Onu dakikalarca izledi ama sonunda insan gözden kayboldu. Artık nehir güvenli değil miydi? İnsanlar daha önce buraya gelmezlerdi bunun nedeni ise nehirin lanetli olduğuna inanırlardı. Aslında nehir lanetli falan değildi. Sadece geçmiş yıllarda nikolai yanlışlıkla bir insana yakalanmıştı ve oda onu bir "canavar" olarak çevreye yaymıştı. O günden beri nehirde bir canavar olduğu söylentisi yayıldı ve gidenlerin lanetli olduğu savunulmuştu. Nikolai için sorun yoktu sadece bu güzel nehir insanlardan arınmıştı.

İç çekerek ağaçtan indi ve ormanın derinliklerine doğru yürümeye başladı. Küçükken yanında başka bir tilkinin olduğunu hayal meyal hatırlıyordu. Bu nedenle ise başka tilkilerin olduğunu düşünüyordu. Tilkilerin yeteneğinin olduğunu söylerdi o tilki nikolaiye.
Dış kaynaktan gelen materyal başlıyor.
//! Slack API client module
//!
//! Encapsulates all Slack API interactions with retry logic and error handling.

use async_trait::async_trait;
use reqwest::Client;
use serde::Deserialize;
use slack_morphism::errors::SlackClientError;
use slack_morphism::hyper_tokio::{SlackClientHyperConnector, SlackHyperClient};
use slack_morphism::prelude::{SlackApiChatPostMessageRequest, SlackApiConversationsOpenRequest};
use slack_morphism::{
    SlackApiToken, SlackApiTokenValue, SlackChannelId, SlackMessageContent, SlackUserId,
};
use std::time::Duration;
use tokio::sync::OnceCell;
use tokio_retry::strategy::jitter;
use tokio_retry::{Retry, RetryIf, strategy::ExponentialBackoff};
use tracing::{debug, info, warn};

use super::ChatPlatform;
use crate::core::models::FileMetadata;
use crate::errors::BotError;

pub const SLACK_API_BASE: &str = "https://slack.com/api";

/// Total tries for a Slack Web API call, the first one included.
pub const MAX_ATTEMPTS: usize = 5;

/// Delays between attempts: one fewer than [`MAX_ATTEMPTS`].
fn retry_delays() -> impl Iterator<Item = Duration> {
    ExponentialBackoff::from_millis(100)
        .map(jitter)
        .take(MAX_ATTEMPTS - 1)
}

// Build the Slack client connector safely without panicking.
// If connector construction fails, store None and surface a BotError at call sites.
static SLACK_CLIENT: std::sync::LazyLock<Option<SlackHyperClient>> =
    std::sync::LazyLock::new(|| match SlackClientHyperConnector::new() {
        Ok(connector) => Some(SlackHyperClient::new(connector)),
        Err(e) => {
            warn!("Failed to create Slack HTTP connector: {}", e);
            None
        }
    });

static HTTP_CLIENT: std::sync::LazyLock<Client> = std::sync::LazyLock::new(|| {
    Client::builder()
        .timeout(Duration::from_secs(30))
        .build()
        .unwrap_or_else(|_| Client::new())
});

#[derive(Debug, Deserialize)]
struct FilesInfoResponse {
    ok: bool,
    file: Option<FileObject>,
    error: Option<String>,
}

#[derive(Debug, Deserialize)]
struct FileObject {
    url_private_download: Option<String>,
    url_private: Option<String>,
    #[serde(default)]
    filetype: String,
    #[serde(default)]
    name: String,
    user: Option<String>,
}

/// Slack API client with retry logic and error handling
pub struct SlackClient {
    token: SlackApiToken,
    api_base: String,
    bot_user_id: OnceCell<String>,
}

impl SlackClient {
    #[must_use]
    pub fn new(token: String) -> Self {
        Self {
            token: SlackApiToken::new(SlackApiTokenValue::new(token)),
            api_base: SLACK_API_BASE.to_string(),
            bot_user_id: OnceCell::new(),
        }
    }

    /// Point the raw Web API calls (`files.info`) at another base URL.
    #[must_use]
    pub fn with_api_base(mut self, api_base: &str) -> Self {
        self.api_base = api_base.trim_end_matches('/').to_string();
        self
    }

    #[must_use]
    pub fn token(&self) -> &SlackApiToken {
        &self.token
    }

    async fn with_retry<F, Fut, T>(&self, operation: F) -> Result<T, BotError>
    where
        F: FnMut() -> Fut + Send,
        Fut: std::future::Future<Output = Result<T, BotError>> + Send,
        T: Send,
    {
        Retry::spawn(retry_delays(), operation).await
    }

    fn connector() -> Result<&'static SlackHyperClient, BotError> {
        SLACK_CLIENT.as_ref().ok_or_else(|| {
            BotError::GeneralError("Slack HTTP connector not initialized".to_string())
        })
    }

    /// # Errors
    ///
    /// Returns an error if the Slack API call fails or response parsing fails.
    pub async fn get_user_im_channel(&self, user_id: &str) -> Result<String, BotError> {
        self.with_retry(|| async {
            let session = Self::connector()?.open_session(&self.token);
            let open_req = SlackApiConversationsOpenRequest::new()
                .with_users(vec![SlackUserId(user_id.to_string())]);

            let result = session.conversations_open(&open_req).await?;
            Ok(result.channel.id.0)
        })
        .await
    }

    /// Resolve the bot's own user id via `auth.test`, cached after the first success.
    ///
    /// # Errors
    ///
    /// Returns an error if `auth.test` keeps failing after retries.
    pub async fn get_bot_user_id(&self) -> Result<String, BotError> {
        let id = self
            .bot_user_id
            .get_or_try_init(|| async {
                self.with_retry(|| async {
                    let session = Self::connector()?.open_session(&self.token);
                    let test_resp = session.auth_test().await?;
                    Ok(test_resp.user_id.0)
                })
                .await
            })
            .await?;

        Ok(id.clone())
    }

    /// # Errors
    ///
    /// Returns an error if opening the IM channel or posting the message fails.
    pub async fn send_dm(&self, user_id: &str, message: &str) -> Result<(), BotError> {
        if message.trim().is_empty() {
            debug!("Skipping empty DM to {}", user_id);
            return Ok(());
        }

        let im_channel = self.get_user_im_channel(user_id).await?;

        let connector = Self::connector()?;
        let post_req = SlackApiChatPostMessageRequest::new(
            SlackChannelId(im_channel),
            SlackMessageContent::new().with_text(message.to_string()),
        );

        // A failed post may still have been delivered, so only rate-limited posts are repeated.
        RetryIf::spawn(
            retry_delays(),
            || async {
                let session = connector.open_session(&self.token);
                session.chat_post_message(&post_req).await.map(|_| ())
            },
            |e: &SlackClientError| matches!(e, SlackClientError::RateLimitError(_)),
        )
        .await
        .map_err(BotError::from)
    }

    /// Fetch metadata for a shared file via `files.info`.
    ///
    /// # Errors
    ///
    /// Returns an error if the HTTP request fails, Slack answers `ok: false`,
    /// or the file has no private download URL.
    pub async fn get_file_info(&self, file_id: &str) -> Result<FileMetadata, BotError> {
        let resp = HTTP_CLIENT
            .get(format!("{}/files.info", self.api_base))
            .bearer_auth(&self.token.token_value.0)
            .query(&[("file", file_id)])
            .send()
            .await
            .map_err(|e| BotError::HttpError(format!("Failed to call files.info: {e}")))?;

        if !resp.status().is_success() {
            return Err(BotError::ApiError(format!(
                "files.info HTTP {}",
                resp.status()
            )));
        }

        let body: FilesInfoResponse = resp
            .json()
            .await
            .map_err(|e| BotError::ParseError(format!("files.info JSON parse error: {e}")))?;

        if !body.ok {
            return Err(BotError::ApiError(format!(
                "files.info error: {}",
                body.error.unwrap_or_else(|| "unknown".to_string())
            )));
        }

        let file = body
            .file
            .ok_or_else(|| BotError::ApiError("files.info returned no file".to_string()))?;

        let download_url = file
            .url_private_download
            .or(file.url_private)
            .ok_or_else(|| {
                BotError::ApiError(format!("File {file_id} has no private download URL"))
            })?;

        Ok(FileMetadata {
            download_url,
            file_type: file.filetype,
            file_name: file.name,
            owner_id: file.user,
        })
    }

    /// Download a private Slack file with bot auth.
    ///
    /// # Errors
    ///
    /// Returns an error if the request fails, Slack responds non-2xx, or the
    /// body is empty.
    pub async fn download_file(&self, url: &str) -> Result<Vec<u8>, BotError> {
        let resp = HTTP_CLIENT
            .get(url)
            .bearer_auth(&self.token.token_value.0)
            .send()
            .await
            .map_err(|e| BotError::HttpError(format!("Failed to download Slack file: {e}")))?;

        if !resp.status().is_success() {
            return Err(BotError::ApiError(format!(
                "Slack file download HTTP {}",
                resp.status()
            )));
        }

        let bytes = resp.bytes().await.map_err(|e| {
            BotError::HttpError(format!("Error reading Slack file download: {e}"))
        })?;

        if bytes.is_empty() {
            return Err(BotError::ApiError("Slack file download was empty".to_string()));
        }

        info!("Downloaded {} bytes from Slack", bytes.len());
        Ok(bytes.to_vec())
    }
}

#[async_trait]
impl ChatPlatform for SlackClient {
    async fn bot_user_id(&self) -> Result<String, BotError> {
        self.get_bot_user_id().await
    }

    async fn send_dm(&self, user_id: &str, text: &str) -> Result<(), BotError> {
        SlackClient::send_dm(self, user_id, text).await
    }

    async fn file_info(&self, file_id: &str) -> Result<FileMetadata, BotError> {
        self.get_file_info(file_id).await
    }

    async fn download_file(&self, url: &str) -> Result<Vec<u8>, BotError> {
        SlackClient::download_file(self, url).await
    }
}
Bunu düşünürken somurttu.

"Eğer tilkilerin yeteneği varsa benim neden yok.."

Belkide sadece beyninin olduğunu düşündüğü şeydi bu. Belkide asla başka bir tilki olmamıştı.

Önüne düşen örgüsünü tek eliyle okşarken duraksadı ve sarkıtlardaki yansımasına baktı. Belkide artık yalnızlığı sevmiyordu. Diğer farklı renk gözüne baktı. Yeşil ve sarıydı gözleri. Birisi gecenin karanlığında parlıyordu, bunu hissedebiliyordu. Yinede fazla düşünmeden ilerlemeye devam etti ve uyuyabileceği sakin bir ağaç buldu.